◆ Task description
Repeat each entry verbatim.
★ ★ ★ ★ ★
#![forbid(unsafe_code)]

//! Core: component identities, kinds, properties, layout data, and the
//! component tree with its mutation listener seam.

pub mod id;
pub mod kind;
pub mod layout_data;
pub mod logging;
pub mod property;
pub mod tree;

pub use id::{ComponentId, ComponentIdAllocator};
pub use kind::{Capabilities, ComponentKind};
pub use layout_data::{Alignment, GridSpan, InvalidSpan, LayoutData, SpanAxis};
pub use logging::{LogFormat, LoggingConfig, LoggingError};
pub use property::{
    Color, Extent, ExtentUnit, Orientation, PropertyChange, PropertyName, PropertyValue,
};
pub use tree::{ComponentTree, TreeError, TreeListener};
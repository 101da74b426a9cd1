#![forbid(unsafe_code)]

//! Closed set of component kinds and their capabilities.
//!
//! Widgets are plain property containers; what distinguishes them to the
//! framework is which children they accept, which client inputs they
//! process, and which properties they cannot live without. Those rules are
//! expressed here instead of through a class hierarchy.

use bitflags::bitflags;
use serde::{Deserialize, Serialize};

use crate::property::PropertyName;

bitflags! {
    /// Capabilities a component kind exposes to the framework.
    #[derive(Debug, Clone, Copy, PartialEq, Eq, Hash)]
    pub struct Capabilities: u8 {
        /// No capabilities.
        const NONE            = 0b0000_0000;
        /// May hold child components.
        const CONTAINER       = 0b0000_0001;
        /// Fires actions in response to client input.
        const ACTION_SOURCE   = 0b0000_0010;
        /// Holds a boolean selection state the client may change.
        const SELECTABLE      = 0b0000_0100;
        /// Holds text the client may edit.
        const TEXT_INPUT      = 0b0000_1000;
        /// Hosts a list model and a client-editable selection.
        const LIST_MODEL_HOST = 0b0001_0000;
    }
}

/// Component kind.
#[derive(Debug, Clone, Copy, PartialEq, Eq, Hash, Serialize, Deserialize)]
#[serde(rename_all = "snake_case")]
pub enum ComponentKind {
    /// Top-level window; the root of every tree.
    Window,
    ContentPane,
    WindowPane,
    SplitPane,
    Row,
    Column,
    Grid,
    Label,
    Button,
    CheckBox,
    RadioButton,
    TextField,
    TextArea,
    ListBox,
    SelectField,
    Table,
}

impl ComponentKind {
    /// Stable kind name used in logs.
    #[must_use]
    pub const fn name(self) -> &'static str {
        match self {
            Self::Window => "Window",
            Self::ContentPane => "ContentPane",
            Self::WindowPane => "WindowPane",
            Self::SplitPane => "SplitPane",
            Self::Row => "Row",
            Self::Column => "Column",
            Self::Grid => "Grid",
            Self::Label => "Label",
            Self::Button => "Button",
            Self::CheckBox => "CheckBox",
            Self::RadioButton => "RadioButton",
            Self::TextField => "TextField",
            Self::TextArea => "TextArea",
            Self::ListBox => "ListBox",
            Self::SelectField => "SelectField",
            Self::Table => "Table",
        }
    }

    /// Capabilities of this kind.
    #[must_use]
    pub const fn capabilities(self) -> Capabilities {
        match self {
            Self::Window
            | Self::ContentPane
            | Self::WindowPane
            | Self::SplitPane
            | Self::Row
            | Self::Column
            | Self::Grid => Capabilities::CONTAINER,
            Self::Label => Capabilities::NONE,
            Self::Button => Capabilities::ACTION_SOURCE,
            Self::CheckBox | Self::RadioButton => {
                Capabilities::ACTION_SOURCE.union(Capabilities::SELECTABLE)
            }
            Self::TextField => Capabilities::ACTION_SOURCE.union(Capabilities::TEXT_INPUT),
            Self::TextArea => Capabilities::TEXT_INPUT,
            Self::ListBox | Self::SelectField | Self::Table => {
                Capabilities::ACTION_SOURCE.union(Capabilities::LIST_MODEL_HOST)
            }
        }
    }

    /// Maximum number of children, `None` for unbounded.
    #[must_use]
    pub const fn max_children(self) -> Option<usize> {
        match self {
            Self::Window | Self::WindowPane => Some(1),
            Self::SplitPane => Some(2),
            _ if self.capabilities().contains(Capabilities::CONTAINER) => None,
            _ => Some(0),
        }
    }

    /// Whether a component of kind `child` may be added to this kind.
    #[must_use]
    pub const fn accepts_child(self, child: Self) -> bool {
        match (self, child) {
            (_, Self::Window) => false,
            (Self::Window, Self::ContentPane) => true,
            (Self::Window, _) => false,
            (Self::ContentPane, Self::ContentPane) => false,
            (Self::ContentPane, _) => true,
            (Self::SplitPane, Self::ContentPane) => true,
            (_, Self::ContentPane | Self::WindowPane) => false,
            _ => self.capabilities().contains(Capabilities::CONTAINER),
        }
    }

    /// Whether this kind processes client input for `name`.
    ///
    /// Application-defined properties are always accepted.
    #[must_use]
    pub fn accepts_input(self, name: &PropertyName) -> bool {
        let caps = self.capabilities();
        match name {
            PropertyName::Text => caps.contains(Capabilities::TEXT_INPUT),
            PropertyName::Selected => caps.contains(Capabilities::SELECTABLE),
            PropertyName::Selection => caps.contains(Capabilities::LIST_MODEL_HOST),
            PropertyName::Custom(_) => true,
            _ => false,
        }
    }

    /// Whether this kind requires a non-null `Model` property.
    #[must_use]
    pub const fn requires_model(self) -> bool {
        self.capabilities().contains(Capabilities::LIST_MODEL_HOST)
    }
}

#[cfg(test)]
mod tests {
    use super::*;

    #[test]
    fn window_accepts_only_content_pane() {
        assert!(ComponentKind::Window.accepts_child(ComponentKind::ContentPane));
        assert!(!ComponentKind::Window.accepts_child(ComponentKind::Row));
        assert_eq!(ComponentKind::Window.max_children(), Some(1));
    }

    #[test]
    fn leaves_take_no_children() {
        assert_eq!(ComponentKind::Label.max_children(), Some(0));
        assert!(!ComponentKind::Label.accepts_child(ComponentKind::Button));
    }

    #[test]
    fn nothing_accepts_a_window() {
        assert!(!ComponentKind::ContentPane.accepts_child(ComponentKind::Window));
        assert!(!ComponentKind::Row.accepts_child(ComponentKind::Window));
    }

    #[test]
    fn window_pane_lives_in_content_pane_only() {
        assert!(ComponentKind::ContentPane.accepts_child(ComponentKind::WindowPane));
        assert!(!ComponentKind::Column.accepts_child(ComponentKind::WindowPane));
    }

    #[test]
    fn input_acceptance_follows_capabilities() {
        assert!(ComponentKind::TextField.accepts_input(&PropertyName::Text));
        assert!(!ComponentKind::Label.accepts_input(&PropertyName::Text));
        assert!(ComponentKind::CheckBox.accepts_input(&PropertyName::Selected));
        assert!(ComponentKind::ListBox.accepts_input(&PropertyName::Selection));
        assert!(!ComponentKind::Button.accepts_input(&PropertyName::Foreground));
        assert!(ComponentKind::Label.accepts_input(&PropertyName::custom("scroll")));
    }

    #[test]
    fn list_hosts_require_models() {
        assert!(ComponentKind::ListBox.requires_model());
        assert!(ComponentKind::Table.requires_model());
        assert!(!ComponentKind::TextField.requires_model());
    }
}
★ ★ ★ ★ ★
◆ Solution to the exercise
#![forbid(unsafe_code)]

//! Core: component identities, kinds, properties, layout data, and the
//! component tree with its mutation listener seam.

pub mod id;
pub mod kind;
pub mod layout_data;
pub mod logging;
pub mod property;
pub mod tree;

pub use id::{ComponentId, ComponentIdAllocator};
pub use kind::{Capabilities, ComponentKind};
pub use layout_data::{Alignment, GridSpan, InvalidSpan, LayoutData, SpanAxis};
pub use logging::{LogFormat, LoggingConfig, LoggingError};
pub use property::{
    Color, Extent, ExtentUnit, Orientation, PropertyChange, PropertyName, PropertyValue,
};
pub use tree::{ComponentTree, TreeError, TreeListener};
repository 101da74b426a9cd1
#![forbid(unsafe_code)]

//! Closed set of component kinds and their capabilities.
//!
//! Widgets are plain property containers; what distinguishes them to the
//! framework is which children they accept, which client inputs they
//! process, and which properties they cannot live without. Those rules are
//! expressed here instead of through a class hierarchy.

use bitflags::bitflags;
use serde::{Deserialize, Serialize};

use crate::property::PropertyName;

bitflags! {
    /// Capabilities a component kind exposes to the framework.
    #[derive(Debug, Clone, Copy, PartialEq, Eq, Hash)]
    pub struct Capabilities: u8 {
        /// No capabilities.
        const NONE            = 0b0000_0000;
        /// May hold child components.
        const CONTAINER       = 0b0000_0001;
        /// Fires actions in response to client input.
        const ACTION_SOURCE   = 0b0000_0010;
        /// Holds a boolean selection state the client may change.
        const SELECTABLE      = 0b0000_0100;
        /// Holds text the client may edit.
        const TEXT_INPUT      = 0b0000_1000;
        /// Hosts a list model and a client-editable selection.
        const LIST_MODEL_HOST = 0b0001_0000;
    }
}

/// Component kind.
#[derive(Debug, Clone, Copy, PartialEq, Eq, Hash, Serialize, Deserialize)]
#[serde(rename_all = "snake_case")]
pub enum ComponentKind {
    /// Top-level window; the root of every tree.
    Window,
    ContentPane,
    WindowPane,
    SplitPane,
    Row,
    Column,
    Grid,
    Label,
    Button,
    CheckBox,
    RadioButton,
    TextField,
    TextArea,
    ListBox,
    SelectField,
    Table,
}

impl ComponentKind {
    /// Stable kind name used in logs.
    #[must_use]
    pub const fn name(self) -> &'static str {
        match self {
            Self::Window => "Window",
            Self::ContentPane => "ContentPane",
            Self::WindowPane => "WindowPane",
            Self::SplitPane => "SplitPane",
            Self::Row => "Row",
            Self::Column => "Column",
            Self::Grid => "Grid",
            Self::Label => "Label",
            Self::Button => "Button",
            Self::CheckBox => "CheckBox",
            Self::RadioButton => "RadioButton",
            Self::TextField => "TextField",
            Self::TextArea => "TextArea",
            Self::ListBox => "ListBox",
            Self::SelectField => "SelectField",
            Self::Table => "Table",
        }
    }

    /// Capabilities of this kind.
    #[must_use]
    pub const fn capabilities(self) -> Capabilities {
        match self {
            Self::Window
            | Self::ContentPane
            | Self::WindowPane
            | Self::SplitPane
            | Self::Row
            | Self::Column
            | Self::Grid => Capabilities::CONTAINER,
            Self::Label => Capabilities::NONE,
            Self::Button => Capabilities::ACTION_SOURCE,
            Self::CheckBox | Self::RadioButton => {
                Capabilities::ACTION_SOURCE.union(Capabilities::SELECTABLE)
            }
            Self::TextField => Capabilities::ACTION_SOURCE.union(Capabilities::TEXT_INPUT),
            Self::TextArea => Capabilities::TEXT_INPUT,
            Self::ListBox | Self::SelectField | Self::Table => {
                Capabilities::ACTION_SOURCE.union(Capabilities::LIST_MODEL_HOST)
            }
        }
    }

    /// Maximum number of children, `None` for unbounded.
    #[must_use]
    pub const fn max_children(self) -> Option<usize> {
        match self {
            Self::Window | Self::WindowPane => Some(1),
            Self::SplitPane => Some(2),
            _ if self.capabilities().contains(Capabilities::CONTAINER) => None,
            _ => Some(0),
        }
    }

    /// Whether a component of kind `child` may be added to this kind.
    #[must_use]
    pub const fn accepts_child(self, child: Self) -> bool {
        match (self, child) {
            (_, Self::Window) => false,
            (Self::Window, Self::ContentPane) => true,
            (Self::Window, _) => false,
            (Self::ContentPane, Self::ContentPane) => false,
            (Self::ContentPane, _) => true,
            (Self::SplitPane, Self::ContentPane) => true,
            (_, Self::ContentPane | Self::WindowPane) => false,
            _ => self.capabilities().contains(Capabilities::CONTAINER),
        }
    }

    /// Whether this kind processes client input for `name`.
    ///
    /// Application-defined properties are always accepted.
    #[must_use]
    pub fn accepts_input(self, name: &PropertyName) -> bool {
        let caps = self.capabilities();
        match name {
            PropertyName::Text => caps.contains(Capabilities::TEXT_INPUT),
            PropertyName::Selected => caps.contains(Capabilities::SELECTABLE),
            PropertyName::Selection => caps.contains(Capabilities::LIST_MODEL_HOST),
            PropertyName::Custom(_) => true,
            _ => false,
        }
    }

    /// Whether this kind requires a non-null `Model` property.
    #[must_use]
    pub const fn requires_model(self) -> bool {
        self.capabilities().contains(Capabilities::LIST_MODEL_HOST)
    }
}

#[cfg(test)]
mod tests {
    use super::*;

    #[test]
    fn window_accepts_only_content_pane() {
        assert!(ComponentKind::Window.accepts_child(ComponentKind::ContentPane));
        assert!(!ComponentKind::Window.accepts_child(ComponentKind::Row));
        assert_eq!(ComponentKind::Window.max_children(), Some(1));
    }

    #[test]
    fn leaves_take_no_children() {
        assert_eq!(ComponentKind::Label.max_children(), Some(0));
        assert!(!ComponentKind::Label.accepts_child(ComponentKind::Button));
    }

    #[test]
    fn nothing_accepts_a_window() {
        assert!(!ComponentKind::ContentPane.accepts_child(ComponentKind::Window));
        assert!(!ComponentKind::Row.accepts_child(ComponentKind::Window));
    }

    #[test]
    fn window_pane_lives_in_content_pane_only() {
        assert!(ComponentKind::ContentPane.accepts_child(ComponentKind::WindowPane));
        assert!(!ComponentKind::Column.accepts_child(ComponentKind::WindowPane));
    }

    #[test]
    fn input_acceptance_follows_capabilities() {
        assert!(ComponentKind::TextField.accepts_input(&PropertyName::Text));
        assert!(!ComponentKind::Label.accepts_input(&PropertyName::Text));
        assert!(ComponentKind::CheckBox.accepts_input(&PropertyName::Selected));
        assert!(ComponentKind::ListBox.accepts_input(&PropertyName::Selection));
        assert!(!ComponentKind::Button.accepts_input(&PropertyName::Foreground));
        assert!(ComponentKind::Label.accepts_input(&PropertyName::custom("scroll")));
    }

    #[test]
    fn list_hosts_require_models() {
        assert!(ComponentKind::ListBox.requires_model());
        assert!(ComponentKind::Table.requires_model());
        assert!(!ComponentKind::TextField.requires_model());
    }
}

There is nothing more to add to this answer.